“Some operational creditors could be in trouble if they are not paid for goods and services but have no legal recourse,” experts said.
The proposed suspension of insolvency proceedings for six months will hit both financial and operational creditors, experts said. However, the breather might allow several companies unable to service their debt to ward off the threat of being dragged to the insolvency courts for another short period. In fact, a section of experts believes that a six-month breather from the Insolvency and Bankruptcy Code (IBC) may not be adequate, given the growing uncertainties about an economic recovery and the ability of the companies concerned to service debt anytime soon.
While banks will see a spike in capital provisions and would be unable to move to look for a new buyer for the stressed company, it could take a much long time for operational creditors to recover their dues in the absence of legal recourse. “Some operational creditors could be in trouble if they are not paid for goods and services but have no legal recourse,” experts said.
The Cabinet is likely to consider, at its next meeting, an Ordinance to amend the IBC to hold off proceedings in the insolvency courts.

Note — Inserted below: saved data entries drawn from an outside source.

//! Stack growth for deeply recursive code.
//!
//! The parser, the tree-walking evaluator and compiled closures all recurse
//! on nesting depth. Wrapping each recursive entry in
//! [`ensure_sufficient_stack`] lets nested source and deep user recursion run
//! on native threads (goroutines included) without overflowing.
//!
//! - **Red zone**: 128KB. If less remains, a new segment is allocated.
//! - **Segment size**: 2MB per growth.

const RED_ZONE: usize = 128 * 1024;

const STACK_PER_RECURSION: usize = 2 * 1024 * 1024;

/// Run `f`, growing the stack first if it is close to exhausted.
#[inline]
#[cfg(not(target_arch = "wasm32"))]
pub fn ensure_sufficient_stack<R>(f: impl FnOnce() -> R) -> R {
    stacker::maybe_grow(RED_ZONE, STACK_PER_RECURSION, f)
}

/// WASM manages its own stack.
#[inline]
#[cfg(target_arch = "wasm32")]
pub fn ensure_sufficient_stack<R>(f: impl FnOnce() -> R) -> R {
    f()
}

#[cfg(test)]
mod tests {
    use super::*;

    #[test]
    fn test_deep_recursion_on_spawned_thread() {
        fn depth(n: u64) -> u64 {
            ensure_sufficient_stack(|| if n == 0 { 0 } else { depth(n - 1) + 1 })
        }

        // Goroutines run on threads with a small default stack.
        let handle = std::thread::Builder::new()
            .stack_size(256 * 1024)
            .spawn(|| depth(50_000))
            .unwrap();
        assert_eq!(handle.join().unwrap(), 50_000);
    }

    #[test]
    fn test_passes_result_through() {
        let result: Result<i32, &str> = ensure_sufficient_stack(|| Err("boom"));
        assert_eq!(result, Err("boom"));
    }
}
use super::*;
use crate::types::{ComplexKind, IntKind};
use crate::value::Constant;
use pretty_assertions::assert_eq;

#[test]
fn typed_unary_chains_wrap() {
    // +-^v2 with v2 = uint8(7)
    let v = evaluate_unary(UnaryOp::Xor, Value::typed_int(IntKind::Uint8, 7)).unwrap();
    let v = evaluate_unary(UnaryOp::Neg, v).unwrap();
    let v = evaluate_unary(UnaryOp::Pos, v).unwrap();
    assert_eq!(v, Value::typed_int(IntKind::Uint8, 8));

    // +^-v3 with v3 = uint16(12)
    let v = evaluate_unary(UnaryOp::Neg, Value::typed_int(IntKind::Uint16, 12)).unwrap();
    let v = evaluate_unary(UnaryOp::Xor, v).unwrap();
    assert_eq!(v, Value::typed_int(IntKind::Uint16, 11));
}

#[test]
fn untyped_unary_is_exact() {
    let v = evaluate_unary(UnaryOp::Xor, Value::Untyped(Constant::int(6))).unwrap();
    let v = evaluate_unary(UnaryOp::Pos, v).unwrap();
    let v = evaluate_unary(UnaryOp::Neg, v).unwrap();
    assert_eq!(v, Value::Untyped(Constant::int(7)));
}

#[test]
fn negate_complex64() {
    let v = evaluate_unary(UnaryOp::Neg, Value::complex(ComplexKind::C64, 0.0, 2.5)).unwrap();
    assert_eq!(v, Value::complex(ComplexKind::C64, -0.0, -2.5));
}

#[test]
fn not_on_bool_only() {
    assert_eq!(evaluate_unary(UnaryOp::Not, Value::Bool(false)).unwrap(), Value::Bool(true));
    assert!(evaluate_unary(UnaryOp::Not, Value::int(1)).is_err());
    assert!(evaluate_unary(UnaryOp::Neg, Value::string("x")).is_err());
}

Even before the pandemic, the slowdown in the economy had caused a deterioration in credit quality. For instance, SMA-2 loans – those where repayments are delayed by 61-90 days – increased by about 143% between March 2019 and September 2019, Reserve Bank of India (RBI) data cautioned. Any repayment default post 90-days, sees the exposure slip into a non-performing asset (NPA) and banks need to make bigger capital provisions.
Finance minister Nirmala Sitharaman had said on March 24, the government may suspend sections 7, 9 and 10 of the IBC for six months. Moreover, with a view to giving the cash-strapped MSME sector some relief, the threshold default level, for triggering insolvency, was immediately raised to Rs 1 crore from Rs 1 lakh. While Reserve Bank of India (RBI) has allowed borrowers a three-month repayment holiday for term loans, keeping insolvency proceedings in abeyance would be an additional breather for borrowers who may default on loan repayments thereafter.

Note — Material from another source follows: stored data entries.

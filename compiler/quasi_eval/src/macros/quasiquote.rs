//! `~quasiquote` evaluation.
//!
//! The quoted block is copied with each `~unquote` at nesting level one
//! replaced by the syntax of its value. Nested quasiquotes raise the level
//! and unquotes lower it, so an unquote inside an inner quasiquote stays
//! quoted. `~unquote_splice` in a statement list or an expression list
//! expands to zero or more elements.

use super::syntax::{splice_items, value_to_expr, value_to_node};
use crate::environment::Environment;
use crate::errors::{type_mismatch, ControlAction, EvalResult};
use crate::interpreter::Interpreter;
use crate::value::Value;
use quasi_ir::fold::{walk_block, Fold};
use quasi_ir::{Block, Expr, ExprKind, Node, QuoteKind, Span, Stmt, StmtKind};
use std::sync::Arc;

/// Evaluate `~quasiquote{body}` in `env`.
pub(crate) fn evaluate(interp: &mut Interpreter, body: &Arc<Block>, env: &Environment) -> EvalResult<Value> {
    let mut q = Quasiquote { interp, env, depth: 1 };
    let block = walk_block(&mut q, Block::clone(body))?;
    Ok(Value::Syntax(block.into_node()))
}

struct Quasiquote<'a> {
    interp: &'a mut Interpreter,
    env: &'a Environment,
    depth: usize,
}

/// The operand of an unquote or splice at the current level, if `e` is one.
fn unquote_of(e: &Expr, kind: QuoteKind) -> Option<&Arc<Block>> {
    match &e.kind {
        ExprKind::Quote(k, body) if *k == kind => Some(body),
        _ => None,
    }
}

impl Quasiquote<'_> {
    /// Evaluate an unquoted block to one value.
    fn value_of(&mut self, body: &Arc<Block>, span: Span) -> EvalResult<Value> {
        let node = Block::clone(body).into_node();
        let values = self.interp.eval_syntax(node, self.env)?;
        values.into_iter().next().ok_or_else(|| {
            ControlAction::from(type_mismatch("unquoted expression has no value").with_span(span))
        })
    }

    fn splice(&mut self, body: &Arc<Block>, span: Span) -> EvalResult<Vec<Node>> {
        let value = self.value_of(body, span)?;
        Ok(splice_items(value, span)?)
    }
}

impl Fold for Quasiquote<'_> {
    type Error = ControlAction;

    fn fold_quote(&mut self, kind: QuoteKind, body: Arc<Block>, span: Span) -> Result<Expr, ControlAction> {
        match kind {
            QuoteKind::Unquote | QuoteKind::UnquoteSplice if self.depth == 1 => {
                if kind == QuoteKind::UnquoteSplice {
                    let mut items = self.splice(&body, span)?;
                    if items.len() != 1 {
                        return Err(type_mismatch(format!(
                            "unquote_splice of {} items in a single-element position",
                            items.len()
                        ))
                        .with_span(span)
                        .into());
                    }
                    let item = items.remove(0);
                    return Ok(value_to_expr(Value::Syntax(item), span)?);
                }
                let value = self.value_of(&body, span)?;
                Ok(value_to_expr(value, span)?)
            }
            _ => {
                let saved = self.depth;
                match kind {
                    QuoteKind::Quasiquote => self.depth += 1,
                    QuoteKind::Unquote | QuoteKind::UnquoteSplice => self.depth -= 1,
                    QuoteKind::Quote => {}
                }
                let folded = walk_block(self, Arc::unwrap_or_clone(body));
                self.depth = saved;
                Ok(Expr::new(ExprKind::Quote(kind, Arc::new(folded?)), span))
            }
        }
    }

    fn fold_exprs(&mut self, exprs: Vec<Expr>) -> Result<Vec<Expr>, ControlAction> {
        let mut out = Vec::with_capacity(exprs.len());
        for e in exprs {
            match unquote_of(&e, QuoteKind::UnquoteSplice) {
                Some(body) if self.depth == 1 => {
                    for item in self.splice(body, e.span)? {
                        out.push(value_to_expr(Value::Syntax(item), e.span)?);
                    }
                }
                _ => out.push(self.fold_expr(e)?),
            }
        }
        Ok(out)
    }

    fn fold_stmts(&mut self, stmts: Vec<Stmt>) -> Result<Vec<Stmt>, ControlAction> {
        let mut out = Vec::with_capacity(stmts.len());
        for stmt in stmts {
            let StmtKind::Expr(e) = &stmt.kind else {
                out.push(self.fold_stmt(stmt)?);
                continue;
            };
            if self.depth == 1 {
                if let Some(body) = unquote_of(e, QuoteKind::UnquoteSplice) {
                    for item in self.splice(body, stmt.span)? {
                        out.extend(item.into_stmts());
                    }
                    continue;
                }
                // a statement-position unquote may produce any statement
                if let Some(body) = unquote_of(e, QuoteKind::Unquote) {
                    let value = self.value_of(body, stmt.span)?;
                    match value_to_node(value, stmt.span)? {
                        Node::Block(b) => {
                            out.push(Stmt::new(StmtKind::Block(Arc::unwrap_or_clone(b)), stmt.span));
                        }
                        node => out.extend(node.into_stmts()),
                    }
                    continue;
                }
            }
            out.push(self.fold_stmt(stmt)?);
        }
        Ok(out)
    }
}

Section 7 of the code allows a financial creditor, either by itself or jointly, to make an application for initiating the corporate insolvency resolution process against a corporate debtor. Section 9 of IBC gives power to the operational creditors to initiate the corporate insolvency resolution process after default. Under Section 10 of the IBC, a defaulting company has the right to approach the adjudicating authority to declare it insolvent, giving protection from creditors.
Already, in a bid to insulate small businesses from being dragged to the NCLT, the default threshold for triggering insolvency has recently been raised to Rs 1 crore from just Rs 1 lakh earlier.